Retailers on cashback sites
The following UK retailers can be found on cashback sites: Amazon, Ebay, booking.com, M&S, Currys PC World, Argos, trainline, Expedia, JD Sports, Uswitch, Gap, Adidas, Karen Millen, NordVPN, Matalan, Coach, EE, Tassimo, Garden of Life, Creat and Craft, Lands' End, H&M, Debenhams, George at Asda, MandMDirect, Ali Express, Boohoo, Studio, Topshop, House of Fraser, River Island, Dorothy Perkins, Boots, Very, AO, Wilko, Superdrug, Halfords, Apple, Lakeland, QVC, Viking, Littlewoods, Fortnum & Mason, Harvey Nichols, Leekes, Heel's, Amara, Hema, Selfridges, Wickes, Wayfair, Screwfix, B&Q, Holland and Barrett, The Body Shop, Ted Baker, Lloyds Pharmacy, Mankind, The Hut, and Pharmacy2U.
While tracking for the vast majority of purchases is recorded, it is not a guarantee, and topcashback.co.uk state that "anti-spyware, anti-virus, or other protection on your computer" can stop the tracking links from working as they should. There is also the potential that a retailer can go bust before the cashback site receives payment, or some smaller cashback sites may go bust before payment is received by the member/user. Therefore, cashback earnings are not guaranteed and should never be relied upon.
Ways to receive payment, threshold and time taken
The process of receiving cashback earnings has various stages, which typically include the following:
1) To begin with a customer will make a purchase through a cashback site.
2) The purchase should then appear on the Activity/Earnings page of the cashback site -- this is not always immediate and can take 7 days.
3) The cashback site may have to wait for the 'returns and cancellations' period to finish.
4) The retailer will then verify the sale and send the sales income to the cashback site.
5) The cashback site will confirm they have received the income and make it available to be withdrawn.

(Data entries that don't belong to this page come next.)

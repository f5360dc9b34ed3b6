//! # Shared Resources
//!
//! Singleton values shared across systems, keyed by type. One slot per type;
//! inserting again replaces the previous value.
//!
//! Access goes through per-slot borrow guards ([`Res`]/[`ResMut`]) so a
//! resource can be read by many systems or written by one, with conflicts
//! reported as errors rather than corrupting state.

use std::any::{Any, TypeId};
use std::cell::{Ref, RefCell, RefMut};
use std::collections::HashMap;

use crate::ecs::{EcsError, EcsResult};

/// Marker trait for resource types, blanket-implemented for every `'static`
/// type.
pub trait Resource: 'static {}

impl<T: 'static> Resource for T {}

/// Shared borrow of a resource.
pub type Res<'a, T> = Ref<'a, T>;

/// Exclusive borrow of a resource.
pub type ResMut<'a, T> = RefMut<'a, T>;

/// Type-keyed store of singleton values.
#[derive(Default)]
pub struct Resources {
    slots: HashMap<TypeId, RefCell<Box<dyn Any>>>,
}

impl Resources {
    /// Creates an empty store.
    #[must_use]
    pub fn new() -> Self {
        Self::default()
    }

    /// Inserts a resource, returning the previous value of the same type if
    /// one was present.
    pub fn insert<T: Resource>(&mut self, value: T) -> Option<T> {
        self.slots
            .insert(TypeId::of::<T>(), RefCell::new(Box::new(value)))
            .map(|cell| {
                *cell
                    .into_inner()
                    .downcast()
                    .expect("slot type matches its TypeId key")
            })
    }

    /// Removes and returns the resource of type `T`.
    pub fn remove<T: Resource>(&mut self) -> Option<T> {
        self.slots.remove(&TypeId::of::<T>()).map(|cell| {
            *cell
                .into_inner()
                .downcast()
                .expect("slot type matches its TypeId key")
        })
    }

    /// Checks whether a resource of type `T` is present.
    #[must_use]
    pub fn contains<T: Resource>(&self) -> bool {
        self.slots.contains_key(&TypeId::of::<T>())
    }

    /// Returns a shared borrow of the resource.
    ///
    /// # Errors
    ///
    /// - [`EcsError::MissingResource`] if no value of type `T` was inserted
    /// - [`EcsError::ConcurrentModification`] if the slot is borrowed
    ///   mutably
    pub fn get<T: Resource>(&self) -> EcsResult<Res<'_, T>> {
        let cell = self
            .slots
            .get(&TypeId::of::<T>())
            .ok_or_else(EcsError::missing_resource::<T>)?;
        let slot = cell.try_borrow().map_err(|_| EcsError::concurrent::<T>())?;
        Ok(Ref::map(slot, |boxed| {
            boxed
                .downcast_ref()
                .expect("slot type matches its TypeId key")
        }))
    }

    /// Returns an exclusive borrow of the resource.
    ///
    /// # Errors
    ///
    /// - [`EcsError::MissingResource`] if no value of type `T` was inserted
    /// - [`EcsError::ConcurrentModification`] if the slot is borrowed at all
    pub fn get_mut<T: Resource>(&self) -> EcsResult<ResMut<'_, T>> {
        let cell = self
            .slots
            .get(&TypeId::of::<T>())
            .ok_or_else(EcsError::missing_resource::<T>)?;
        let slot = cell
            .try_borrow_mut()
            .map_err(|_| EcsError::concurrent::<T>())?;
        Ok(RefMut::map(slot, |boxed| {
            boxed
                .downcast_mut()
                .expect("slot type matches its TypeId key")
        }))
    }

    /// Like [`get`](Resources::get), but reports every failure as `None`.
    #[must_use]
    pub fn try_get<T: Resource>(&self) -> Option<Res<'_, T>> {
        self.get().ok()
    }
}

/// Frame clock, maintained by the scheduler and read by systems.
#[derive(Debug, Clone, Copy, PartialEq, Default)]
pub struct Time {
    /// Seconds since the previous frame, after clamping.
    pub delta: f32,
    /// Total seconds accumulated across all frames.
    pub elapsed: f64,
    /// Number of completed `run_frame` calls.
    pub frame: u64,
}

impl Time {
    pub(crate) fn advance(&mut self, delta: f32) {
        self.delta = delta;
        self.elapsed += f64::from(delta);
        self.frame += 1;
    }
}
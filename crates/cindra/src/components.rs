//! Built-in component vocabulary.
//!
//! Components are plain data with no behavior; systems give them meaning.
//! Everything here serializes with serde so scene loaders can populate a
//! registry directly from data files.

use serde::{Deserialize, Serialize};

use crate::math::{Vec2, Vec3};

/// Spatial placement of an entity.
#[derive(Clone, Copy, Debug, PartialEq, Serialize, Deserialize)]
pub struct Transform {
    /// World-space position.
    pub position: Vec3,
    /// Euler rotation in radians.
    pub rotation: Vec3,
    /// Per-axis scale factors.
    pub scale: Vec3,
}

impl Transform {
    /// Unrotated, unscaled transform at the origin.
    pub const IDENTITY: Self = Self {
        position: Vec3::ZERO,
        rotation: Vec3::ZERO,
        scale: Vec3::ONE,
    };

    /// Identity transform at a position.
    #[must_use]
    pub const fn from_position(position: Vec3) -> Self {
        Self {
            position,
            rotation: Vec3::ZERO,
            scale: Vec3::ONE,
        }
    }
}

impl Default for Transform {
    fn default() -> Self {
        Self::IDENTITY
    }
}

/// Linear and angular velocity, integrated by the movement system.
#[derive(Clone, Copy, Debug, Default, PartialEq, Serialize, Deserialize)]
pub struct Velocity {
    /// Units per second.
    pub linear: Vec3,
    /// Radians per second around each axis.
    pub angular: Vec3,
}

impl Velocity {
    /// No motion.
    pub const ZERO: Self = Self {
        linear: Vec3::ZERO,
        angular: Vec3::ZERO,
    };

    /// Linear-only velocity.
    #[must_use]
    pub const fn linear(linear: Vec3) -> Self {
        Self {
            linear,
            angular: Vec3::ZERO,
        }
    }
}

/// A textured quad to draw at the entity's transform.
#[derive(Clone, Copy, Debug, PartialEq, Serialize, Deserialize)]
pub struct Sprite {
    /// Handle into the renderer's texture table.
    pub texture: u32,
    /// RGBA tint, each channel in `0.0..=1.0`.
    pub color: [f32; 4],
    /// Quad size in world units.
    pub size: Vec2,
    /// Draw-order layer; higher draws on top.
    pub layer: i32,
    /// Skipped by the render phase when false.
    pub visible: bool,
}

impl Default for Sprite {
    fn default() -> Self {
        Self {
            texture: 0,
            color: [1.0, 1.0, 1.0, 1.0],
            size: Vec2::ONE,
            layer: 0,
            visible: true,
        }
    }
}

/// Orthographic camera. The render phase uses the active camera with the
/// highest priority.
#[derive(Clone, Copy, Debug, PartialEq, Serialize, Deserialize)]
pub struct Camera {
    /// Half-height of the view volume in world units.
    pub ortho_size: f32,
    /// Near clip plane.
    pub near: f32,
    /// Far clip plane.
    pub far: f32,
    /// Whether this camera renders at all.
    pub active: bool,
    /// Tie-breaker between active cameras.
    pub priority: i32,
}

impl Default for Camera {
    fn default() -> Self {
        Self {
            ortho_size: 5.0,
            near: 0.1,
            far: 1000.0,
            active: false,
            priority: 0,
        }
    }
}

#[cfg(test)]
mod tests {
    use super::*;

    #[test]
    fn test_transform_identity() {
        let t = Transform::default();
        assert_eq!(t, Transform::IDENTITY);
        assert_eq!(t.scale, Vec3::ONE);
        assert_eq!(
            Transform::from_position(Vec3::X).position,
            Vec3::new(1.0, 0.0, 0.0)
        );
    }

    #[test]
    fn test_velocity_constructors() {
        assert_eq!(Velocity::default(), Velocity::ZERO);
        let v = Velocity::linear(Vec3::new(2.0, 0.0, 0.0));
        assert_eq!(v.linear.x, 2.0);
        assert_eq!(v.angular, Vec3::ZERO);
    }

    #[test]
    fn test_sprite_defaults_visible() {
        let s = Sprite::default();
        assert!(s.visible);
        assert_eq!(s.color, [1.0, 1.0, 1.0, 1.0]);
        assert_eq!(s.layer, 0);
    }

    #[test]
    fn test_components_roundtrip_through_serde() {
        let t = Transform::from_position(Vec3::new(1.0, 2.0, 3.0));
        let json = serde_json::to_string(&t).unwrap();
        assert_eq!(serde_json::from_str::<Transform>(&json).unwrap(), t);

        let c = Camera {
            active: true,
            priority: 3,
            ..Camera::default()
        };
        let json = serde_json::to_string(&c).unwrap();
        assert_eq!(serde_json::from_str::<Camera>(&json).unwrap(), c);
    }
}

This is just a basic outline of the process, it will vary from cashback site to cashback site, and can be subject to change as technology evolves. It is impossible to give an exact timeframe for how long the process takes from purchase to withdrawal: due to what time of the month the purchase was made, and the internal processes of the retailers, but the overall timeframe is weeks and months rather than days.
When a users cashback earnings are available to be withdrawn, what are the options? Typically the three options for withdrawing are as follows: 1) Bank account using BACS; 2) Paypal, which is used by 150,000 websites; 3) Gift vouchers, examples of some gift vouchers -- for topcashback.co.uk -- are: Just Eat, ExperienceDays, M&S, Amazon, and Google Play.